SCHOLARSHIP OF SAINT BASIL THE GREAT 2012

Loud Monkey

Alas, the spell is broken.

Kurisumala is known the world over for its silence and tranquility. So it is just my luck that the Catholic parish church at the bottom of the mountain has started what, some brothers have told me, will be a week-long festival. What this means is that starting at 5am I am subjected to extraordinarily annoying singing by nuns. I mean really, really annoying. If you don’t believe me -

5am Annoying Nun Song

Did you really listen? Then as the day progresses they blare ‘devotional’ music at volumes that would make any self respecting Heavy Metal band bleed from the ears. The sound travels straight up the valley and when the wind is in the right direction shakes the hermitage I am staying in.

Parish Festival

Yesterday I walked four miles to the other side of the next mountain over to escape the noise. Today I went to the other side of the mountain the ashram is on to get away from it. Still, I have to come back eventually.

Whilst I am in the hermitage I have taken to using earplugs. Still the noise is so persistent and excruciatingly irritating that I find myself close to tears and paralysed with frustration.

I have tried to explain the situation to the monks who, because they are located between two hills that somewhat block the noise, do not get the complete blast and so do not seem to understand the full magnitude (literally) of the situation. They make vague sounds about other places on the mountain, ask you to wait, and then just wander off and do not come back (probably the best way to deal with agitated Westerners). I am never really quite sure I understand what they are saying or if they understand what I am saying. What I do know is that they do not seem to understand that the noise is a problem. The guest brother said to me when I tried to explain the problem “you like the music, yes?”

Really Loud Cow

At the moment the whole  universe seems to have taken against me. To add to the irritating catholic music I think the milking is behind schedule this evening as the cows will not stop bellowing.

Cows Bellowing

Louder Bird

Now some ungodly piece of machinery, hitherto unheard, has been fired up to compete with the cows, not to mention an absurdly loud bird that has just decided to sit on the hermitage and join in the acoustic chaos.

Dairy Machine

I also think that the cow herds might be going to the church festival in town tonight as they are now blaring their radio and shouting incessantly down their cell phones at all their stone deaf friends. Wait, no -  now they are yelling to their friends down the valley like monkeys. And they’re getting a response! Heaven knows what is being communicated that cannot be achieve by yelling into their cell phones. Then again I might very well be completely wrong and there are actual monkeys in the trees beneath me.

Farm Hands or Monkeys

ARKive image GES063266 - Red-handed howler monkey

Just when I though it could not get any worse one of the young Syro-Malabar priests has decided to pour out his love for Christ in song just beneath the hermitage – no doubt in total ignorance that it is here (or that there might be obnoxious monkeys in the branches above him). It would be rather sweet if it were no so loud, went on so long, and weren't somehow a bit embarrassing for a westerner. It is like hearing the people in the room next to you engaged in sexual relations. You just feel you shouldn’t be hearing something so private. He starts low and then gets really worked up!

Alleluia

This evening I would rate Kurisumala as the noisiest monastery I have ever been in (and I have spent more than half my life visiting monasteries). This is painfully frustrating when you see how beautiful and quiet is it once you get just a short distance away from the ashram. However it is now dusk and I really cannot go out walking the mountain at night (in case you are wondering why I can answer very easily - King Cobras live on this mountain!).

King Cobra

In the monasteries' welcome booklet they quote Ghandi’s admiration for Trappists:

“I once stayed with Cistercian monks. They are votaries of divine love, of poverty and chastity. Their monastery was a veritable garden. There was a sweet silence pervading the whole atmosphere. I still live under eh charm of their cells. It would be my ideal to found such an institution.”

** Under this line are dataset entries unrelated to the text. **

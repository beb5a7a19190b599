use std::path::{Path, PathBuf};
use std::sync::{Arc, MutexGuard};

use crate::{
    drill::DrillPointStore,
    error::SyncError,
    export,
    models::{CellValue, DrillPoint, DrillPointId, FeatureCollection, Reading, ReadingField, RowId},
    scale::{Gradient, Scale, ScaleEngine},
    survey::{
        coerce::coerce,
        height::{apply_instrument_height, edit_thickness},
        InstrumentHeight, SurveyDataset,
    },
};

use super::guard::PropagationLock;
use super::views::{
    DrillMarker, Legend, MapScene, MapView, MarkerSpec, Popup, TableRow, TableView, TrackSpec,
    TRACK_COLOR,
};

const ENABLE_LOGS: bool = true;

use crate::{log_debug, log_info, log_warn};

/// Result of a table edit notification.
#[derive(Debug, Clone, PartialEq)]
pub enum EditOutcome {
    /// Stored; carries the normalised value.
    Applied(CellValue),
    /// Raised from inside our own propagation; the notification was dropped.
    Dropped,
    UnknownRow,
    UnknownField,
    ReadOnly,
}

#[derive(Debug, Clone, Copy, PartialEq, Eq)]
enum SelectionOrigin {
    Table,
    Map,
}

struct SyncState {
    dataset: Option<SurveyDataset>,
    height: InstrumentHeight,
    scale: ScaleEngine,
    selected: Option<RowId>,
    drill: DrillPointStore,
    table: Box<dyn TableView>,
    map: Box<dyn MapView>,
    table_ready: bool,
    table_stale: bool,
}

/// Keeps the survey dataset, the map overlay and the table consistent.
///
/// Cloning yields another handle onto the same state. Every operation that
/// writes to a view runs under a single propagation lock. Notifications that
/// a view raises on the propagating thread (the view reacting to our own
/// writes) are dropped rather than queued; calls from other threads wait.
#[derive(Clone)]
pub struct ViewSynchronizer {
    state: Arc<PropagationLock<SyncState>>,
}

impl ViewSynchronizer {
    pub fn new(
        table: Box<dyn TableView>,
        map: Box<dyn MapView>,
        height: InstrumentHeight,
        drill: DrillPointStore,
    ) -> Self {
        Self {
            state: Arc::new(PropagationLock::new(SyncState {
                dataset: None,
                height,
                scale: ScaleEngine::new(Gradient::default()),
                selected: None,
                drill,
                table,
                map,
                table_ready: false,
                table_stale: false,
            })),
        }
    }

    fn lock_state(&self) -> MutexGuard<'_, SyncState> {
        self.state.read()
    }

    /// Runs `op` with exclusive access to the state and the views, or returns
    /// `None` if this thread is already propagating.
    fn propagate<R>(&self, what: &str, op: impl FnOnce(&mut SyncState) -> R) -> Option<R> {
        let Some(mut state) = self.state.enter() else {
            log_debug!("{} dropped: raised during view propagation", what);
            return None;
        };
        Some(op(&mut *state))
    }

    // ---- dataset lifecycle -------------------------------------------------

    /// Replaces the dataset with a freshly ingested survey and redraws both
    /// views, fitting the map to the survey. Returns the number of readings,
    /// or `None` if the call was dropped.
    pub fn load_dataset(&self, collection: &FeatureCollection, height: InstrumentHeight) -> Option<usize> {
        self.propagate("load_dataset", |state| {
            let dataset = SurveyDataset::ingest(collection, height);
            let count = dataset.len();
            state.scale.recompute(dataset.conductivities());
            state.dataset = Some(dataset);
            state.height = height;
            state.selected = None;
            render_map(state, true);
            refresh_table(state);
            count
        })
    }

    /// Recomputes every displayed thickness for a new instrument height and
    /// redraws without moving the map viewport.
    pub fn apply_instrument_height(&self, height: InstrumentHeight) -> bool {
        self.propagate("apply_instrument_height", |state| {
            state.height = height;
            let Some(dataset) = state.dataset.as_mut() else {
                return false;
            };
            apply_instrument_height(dataset.readings_mut(), height);
            log_info!("instrument height set to {} m", height.meters());
            render_map(state, false);
            refresh_table(state);
            true
        })
        .unwrap_or(false)
    }

    pub fn instrument_height(&self) -> InstrumentHeight {
        self.lock_state().height
    }

    // ---- table notifications -----------------------------------------------

    /// A cell was edited in the table. The value is coerced, written back to the
    /// table when normalisation changed it, stored in the dataset and pushed to
    /// the reading's map marker.
    pub fn on_cell_edited(&self, row_id: &RowId, field: &str, raw: CellValue) -> EditOutcome {
        self.propagate("on_cell_edited", |state| {
            let Some(reading) = state.dataset.as_mut().and_then(|d| d.get_mut(row_id)) else {
                return EditOutcome::UnknownRow;
            };
            let Ok(field) = field.parse::<ReadingField>() else {
                return EditOutcome::UnknownField;
            };
            if !field.is_editable() {
                return EditOutcome::ReadOnly;
            }

            let value = coerce(field, &raw);
            if value != raw {
                state.table.set_cell_value(row_id, field, &value);
            }

            if field == ReadingField::Thickness {
                edit_thickness(reading, value.as_number(), state.height);
            } else {
                reading.store(field, value.clone());
            }

            let marker = marker_for(reading, &state.scale);
            state.map.update_marker(&marker);
            EditOutcome::Applied(value)
        })
        .unwrap_or(EditOutcome::Dropped)
    }

    /// A row was selected in the table.
    pub fn on_row_selected(&self, row_id: &RowId) -> bool {
        self.select(row_id, SelectionOrigin::Table)
    }

    /// A reading marker was clicked on the map.
    pub fn on_marker_clicked(&self, row_id: &RowId) -> bool {
        self.select(row_id, SelectionOrigin::Map)
    }

    /// The table widget finished building. Flushes rows that were held back
    /// while it was not ready.
    pub fn on_table_ready(&self) {
        self.propagate("on_table_ready", |state| {
            state.table_ready = true;
            if state.table_stale {
                refresh_table(state);
            }
        });
    }

    fn select(&self, row_id: &RowId, origin: SelectionOrigin) -> bool {
        self.propagate("select", |state| {
            let known = state
                .dataset
                .as_ref()
                .is_some_and(|d| d.index().contains(row_id));
            if !known {
                return false;
            }
            state.selected = Some(row_id.clone());
            if state.table_ready {
                state.table.deselect_all();
                state.table.select_row(row_id, origin == SelectionOrigin::Map);
            }
            state.map.open_popup(row_id);
            true
        })
        .unwrap_or(false)
    }

    pub fn selected_row(&self) -> Option<RowId> {
        self.lock_state().selected.clone()
    }

    // ---- deletion ----------------------------------------------------------

    /// Removes a reading from the dataset, the index, the map, the table and
    /// the selection. `false` if there was nothing to remove.
    pub fn delete_reading(&self, row_id: &RowId) -> bool {
        self.propagate("delete_reading", |state| delete_in(state, row_id))
            .unwrap_or(false)
    }

    /// Deletes the selected reading, if any. Confirmation is up to the caller.
    pub fn delete_selected(&self) -> Option<RowId> {
        self.propagate("delete_selected", |state| {
            let row_id = state.selected.clone()?;
            delete_in(state, &row_id).then_some(row_id)
        })
        .flatten()
    }

    // ---- colour scale ------------------------------------------------------

    pub fn scale(&self) -> Scale {
        self.lock_state().scale.current()
    }

    pub fn is_manual_scale(&self) -> bool {
        self.lock_state().scale.is_manual()
    }

    /// Overrides the automatic scale. Invalid bounds leave the scale as it was.
    pub fn set_manual_scale(&self, min: f64, max: f64) -> Result<Scale, SyncError> {
        self.propagate("set_manual_scale", |state| {
            let scale = state.scale.set_manual(min, max)?;
            render_map(state, false);
            Ok(scale)
        })
        .unwrap_or(Err(SyncError::Busy))
    }

    pub fn reset_scale(&self) -> Option<Scale> {
        self.propagate("reset_scale", |state| {
            let scale = state.scale.reset();
            render_map(state, false);
            scale
        })
    }

    // ---- drill points ------------------------------------------------------

    pub fn add_drill_point(&self, lat: f64, lon: f64, thickness: f64) -> Result<DrillPoint, SyncError> {
        self.propagate("add_drill_point", |state| {
            let point = state.drill.add(lat, lon, thickness)?;
            render_drill_points(state);
            Ok(point)
        })
        .unwrap_or(Err(SyncError::Busy))
    }

    /// Validates a drill point and assigns it the next id without storing it.
    pub fn propose_drill_point(&self, lat: f64, lon: f64, thickness: f64) -> Result<DrillPoint, SyncError> {
        Ok(self.lock_state().drill.propose(lat, lon, thickness)?)
    }

    /// Stores a point from `propose_drill_point` once it has been persisted.
    pub fn commit_drill_point(&self, point: DrillPoint) -> bool {
        self.propagate("commit_drill_point", |state| {
            state.drill.commit(point);
            render_drill_points(state);
        })
        .is_some()
    }

    pub fn remove_drill_point(&self, id: DrillPointId) -> bool {
        self.propagate("remove_drill_point", |state| {
            let removed = state.drill.remove(id);
            if removed {
                render_drill_points(state);
            }
            removed
        })
        .unwrap_or(false)
    }

    /// Clears all drill points and their markers. The caller confirms first.
    pub fn clear_drill_points(&self) -> usize {
        self.propagate("clear_drill_points", |state| {
            let removed = state.drill.clear();
            render_drill_points(state);
            removed
        })
        .unwrap_or(0)
    }

    /// Redraws the drill-point layer, e.g. after restoring persisted points.
    pub fn refresh_drill_points(&self) {
        self.propagate("refresh_drill_points", render_drill_points);
    }

    pub fn drill_points(&self) -> Vec<DrillPoint> {
        self.lock_state().drill.points().to_vec()
    }

    // ---- read access -------------------------------------------------------

    pub fn reading(&self, row_id: &RowId) -> Option<Reading> {
        self.lock_state()
            .dataset
            .as_ref()
            .and_then(|d| d.get(row_id))
            .cloned()
    }

    pub fn reading_count(&self) -> usize {
        self.lock_state().dataset.as_ref().map_or(0, |d| d.index().len())
    }

    pub fn has_dataset(&self) -> bool {
        self.lock_state().dataset.is_some()
    }

    /// CSV of the current readings; `None` before the first upload.
    pub fn export_csv(&self) -> anyhow::Result<Option<String>> {
        let state = self.lock_state();
        state
            .dataset
            .as_ref()
            .map(|d| export::to_csv_string(d.readings()))
            .transpose()
    }

    /// Writes `em31_points.csv` into `dir`; `None` before the first upload.
    pub fn export_to_dir(&self, dir: &Path) -> anyhow::Result<Option<PathBuf>> {
        let state = self.lock_state();
        state
            .dataset
            .as_ref()
            .map(|d| export::export_to_dir(d.readings(), dir))
            .transpose()
    }

    /// Writes the CSV to `path`; `false` before the first upload.
    pub fn export_to_file(&self, path: &Path) -> anyhow::Result<bool> {
        let state = self.lock_state();
        let Some(dataset) = state.dataset.as_ref() else {
            return Ok(false);
        };
        export::export_to_file(dataset.readings(), path)?;
        Ok(true)
    }
}

fn delete_in(state: &mut SyncState, row_id: &RowId) -> bool {
    let removed = state
        .dataset
        .as_mut()
        .is_some_and(|d| d.remove(row_id));
    if !removed {
        return false;
    }
    state.map.remove_marker(row_id);
    if state.table_ready {
        state.table.remove_row(row_id);
    }
    if state.selected.as_ref() == Some(row_id) {
        state.selected = None;
    }
    log_info!("deleted reading {}", row_id);
    true
}

fn marker_for(reading: &Reading, scale: &ScaleEngine) -> MarkerSpec {
    MarkerSpec {
        row_id: reading.row_id.clone(),
        position: reading.position,
        color: scale.color_for(reading.conductivity),
        popup: Popup::for_reading(reading),
    }
}

fn render_map(state: &mut SyncState, fit: bool) {
    let scene = match state.dataset.as_ref() {
        Some(dataset) => MapScene {
            markers: dataset
                .readings()
                .iter()
                .map(|r| marker_for(r, &state.scale))
                .collect(),
            tracks: dataset
                .tracks()
                .iter()
                .map(|t| TrackSpec {
                    path: t.path.clone(),
                    color: TRACK_COLOR,
                })
                .collect(),
            extent: dataset.extent(),
        },
        None => MapScene::default(),
    };

    state.map.render(&scene);
    if fit {
        if let Some(extent) = scene.extent {
            state.map.fit_bounds(&extent);
        }
    }
    state.map.set_legend(&Legend::from(state.scale.current()));
}

/// Pushes all rows to the table and re-applies the selection, or marks the
/// table stale until it reports ready.
fn refresh_table(state: &mut SyncState) {
    if !state.table_ready {
        state.table_stale = true;
        log_warn!("table not ready; deferring row refresh");
        return;
    }
    let rows: Vec<TableRow> = state
        .dataset
        .as_ref()
        .map(|d| d.readings().iter().map(TableRow::from).collect())
        .unwrap_or_default();
    state.table.replace_rows(rows);
    state.table_stale = false;

    if let Some(selected) = state.selected.clone() {
        state.table.deselect_all();
        state.table.select_row(&selected, false);
    }
}

fn render_drill_points(state: &mut SyncState) {
    let markers: Vec<DrillMarker> = state.drill.points().iter().map(DrillMarker::from).collect();
    state.map.render_drill_points(&markers);
}
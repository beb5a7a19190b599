//! Response body of `POST /api/upload`.
//!
//! Geometry and feature properties are kept as raw JSON: the survey dataset
//! interprets them feature by feature so one malformed feature never rejects
//! the whole upload.

use serde::{Deserialize, Serialize};
use serde_json::{Map, Value};

#[derive(Debug, Clone, Default, Serialize, Deserialize)]
pub struct UploadResponse {
    #[serde(default)]
    pub header: SurveyHeader,
    #[serde(default)]
    pub lines: Vec<LineSummary>,
    #[serde(default)]
    pub geojson: FeatureCollection,
}

/// Instrument file header as decoded by the backend.
#[derive(Debug, Clone, Default, Serialize, Deserialize, PartialEq)]
#[serde(default)]
pub struct SurveyHeader {
    pub program: Option<String>,
    pub version: Option<String>,
    pub survey_type: Option<String>,
    pub unit_type: Option<i64>,
    pub dipole: Option<i64>,
    pub mode: Option<i64>,
    pub component: Option<i64>,
    pub field_computer: Option<i64>,
    pub file_name: Option<String>,
    pub mode_parameter: Option<f64>,
}

#[derive(Debug, Clone, Default, Serialize, Deserialize, PartialEq)]
#[serde(default)]
pub struct LineSummary {
    pub line_name: Option<String>,
    pub readings: usize,
    pub gps_points: usize,
    pub created_at: Option<String>,
}

#[derive(Debug, Clone, Default, Serialize, Deserialize)]
pub struct FeatureCollection {
    #[serde(default)]
    pub features: Vec<Feature>,
    /// `[west, south, east, north]`
    #[serde(default)]
    pub bounds: Option<Vec<f64>>,
}

#[derive(Debug, Clone, Default, Serialize, Deserialize)]
pub struct Feature {
    #[serde(default)]
    pub geometry: Option<Value>,
    #[serde(default)]
    pub properties: Option<Map<String, Value>>,
}

impl Feature {
    pub fn kind(&self) -> Option<&str> {
        self.property("kind").and_then(Value::as_str)
    }

    pub fn property(&self, key: &str) -> Option<&Value> {
        self.properties.as_ref().and_then(|props| props.get(key))
    }

    /// Finite number property; anything else reads as absent.
    pub fn number(&self, key: &str) -> Option<f64> {
        self.property(key)
            .and_then(Value::as_f64)
            .filter(|v| v.is_finite())
    }

    /// Text property. Numbers and booleans are rendered as text, empty strings read as absent.
    pub fn text(&self, key: &str) -> Option<String> {
        match self.property(key)? {
            Value::String(s) => {
                let trimmed = s.trim();
                (!trimmed.is_empty()).then(|| trimmed.to_string())
            }
            Value::Number(n) => Some(n.to_string()),
            Value::Bool(b) => Some(b.to_string()),
            _ => None,
        }
    }

    pub fn geometry_type(&self) -> Option<&str> {
        self.geometry
            .as_ref()
            .and_then(|g| g.get("type"))
            .and_then(Value::as_str)
    }

    pub fn coordinates(&self) -> Option<&Value> {
        self.geometry.as_ref().and_then(|g| g.get("coordinates"))
    }
}
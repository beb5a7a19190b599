pub mod coerce;
pub mod dataset;
pub mod height;
pub mod index;

pub use dataset::SurveyDataset;
pub use height::{apply_instrument_height, HeightResolution, InstrumentHeight};
pub use index::ReadingIndex;
use std::time::Duration;

use reqwest::multipart::{Form, Part};
use thiserror::Error;
use tokio::time::{sleep, timeout, Instant};

use crate::models::UploadResponse;
use crate::survey::InstrumentHeight;

const ENABLE_LOGS: bool = true;

use crate::{log_debug, log_info, log_warn};

/// Upper bound for one `GET /api/health` request.
const HEALTH_REQUEST_TIMEOUT: Duration = Duration::from_secs(5);

#[derive(Error, Debug)]
pub enum BackendError {
    #[error("Network error: {0}")]
    Network(#[from] reqwest::Error),

    #[error("Upload failed: HTTP {status}: {detail}")]
    Status { status: u16, detail: String },

    #[error("Backend response could not be read: {0}")]
    Payload(#[from] serde_json::Error),

    #[error("Backend did not become ready within {0:?}")]
    Timeout(Duration),
}

#[derive(Debug, Clone)]
pub struct BackendClient {
    http: reqwest::Client,
    base_url: String,
}

impl BackendClient {
    pub fn new(base_url: impl Into<String>) -> Result<Self, BackendError> {
        let http = reqwest::Client::builder().build()?;
        Ok(Self::with_client(http, base_url))
    }

    pub fn with_client(http: reqwest::Client, base_url: impl Into<String>) -> Self {
        let base_url = base_url.into().trim_end_matches('/').to_string();
        Self { http, base_url }
    }

    pub fn base_url(&self) -> &str {
        &self.base_url
    }

    fn url(&self, path: &str) -> String {
        format!("{}{}", self.base_url, path)
    }

    /// `true` when `GET /api/health` answers with a success status.
    pub async fn health(&self) -> Result<bool, BackendError> {
        let response = self
            .http
            .get(self.url("/api/health"))
            .timeout(HEALTH_REQUEST_TIMEOUT)
            .send()
            .await?;
        Ok(response.status().is_success())
    }

    /// Polls the health endpoint every `retry` until it succeeds or `timeout`
    /// elapses. Connection errors and probes cut off by the deadline count as
    /// "not ready yet".
    pub async fn wait_until_ready(&self, limit: Duration, retry: Duration) -> Result<(), BackendError> {
        let deadline = Instant::now() + limit;
        loop {
            let remaining = deadline.saturating_duration_since(Instant::now());
            match timeout(remaining, self.health()).await {
                Ok(Ok(true)) => {
                    log_info!("backend ready at {}", self.base_url);
                    return Ok(());
                }
                Ok(Ok(false)) => log_debug!("backend at {} not ready yet", self.base_url),
                Ok(Err(err)) => log_debug!("health probe failed: {}", err),
                Err(_) => log_debug!("health probe to {} hit the deadline", self.base_url),
            }
            if Instant::now() + retry > deadline {
                log_warn!("backend at {} not ready after {:?}", self.base_url, limit);
                return Err(BackendError::Timeout(limit));
            }
            sleep(retry).await;
        }
    }

    /// Sends a survey file to `POST /api/upload`. The backend applies the
    /// instrument height when it computes thickness.
    pub async fn upload(
        &self,
        file_name: &str,
        bytes: Vec<u8>,
        height: InstrumentHeight,
    ) -> Result<UploadResponse, BackendError> {
        let form = Form::new().part("file", Part::bytes(bytes).file_name(file_name.to_string()));
        let response = self
            .http
            .post(self.url("/api/upload"))
            .query(&[("inst_height", height.meters())])
            .multipart(form)
            .send()
            .await?;

        let status = response.status();
        let body = response.text().await?;
        if !status.is_success() {
            return Err(BackendError::Status {
                status: status.as_u16(),
                detail: error_detail(&body),
            });
        }
        Ok(serde_json::from_str(&body)?)
    }

    /// Absolute tile URL for a template that may be relative to the backend.
    pub fn tile_url(&self, template: &str, z: u32, x: u32, y: u32) -> String {
        let url = tile_url(template, z, x, y);
        if url.starts_with('/') {
            self.url(&url)
        } else {
            url
        }
    }
}

/// Fills `{z}`, `{x}` and `{y}` in a tile URL template.
pub fn tile_url(template: &str, z: u32, x: u32, y: u32) -> String {
    template
        .replace("{z}", &z.to_string())
        .replace("{x}", &x.to_string())
        .replace("{y}", &y.to_string())
}

/// The backend reports failures as `{"detail": ...}`; fall back to the raw body.
fn error_detail(body: &str) -> String {
    let detail = serde_json::from_str::<serde_json::Value>(body)
        .ok()
        .and_then(|v| v.get("detail").cloned())
        .map(|d| match d {
            serde_json::Value::String(s) => s,
            other => other.to_string(),
        });
    match detail {
        Some(d) => d,
        None if body.trim().is_empty() => "no details".to_string(),
        None => body.trim().to_string(),
    }
}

More importantly in the guest rooms and hermitages the welcome card contains the following:

“IN SILENCE AND QUIET WITH WORDS OF LIFE: Experience has taught me, wrote Mahatma Gandhi that silence is part of the discipline of the votary of truth. Our sadhakas keep perpetual silence. …Then ashram life is all peace, and quiet. These are both the source and the fulfillment of the inner growth and spiritual realisation.”

Yeah. Right.

How can you have a community whose spirituality is so deeply rooted in profound silence tolerate this amount of noise without a fuss? If it is one of their spiritual priorities why do they seem so unconcerned when their silence is so violently broken (especially by a neighbouring Catholic community)? I would have taken up arms against the parish church by now, marched upon it, and assailed its towers to rip the offending loud speakers from their poisoned nests of chaos.

As an aside it seems to be part of the religious culture in Kerala to try and drown out rival services with excessively loud sound systems. Sometimes you will find three of four different services directly trying to drown each other out. His Beatitude has told me there have often been riots when rival denominational or religious communities hold festivals at the same time and use the loud speakers like sound canons to blast each others services to smithereens.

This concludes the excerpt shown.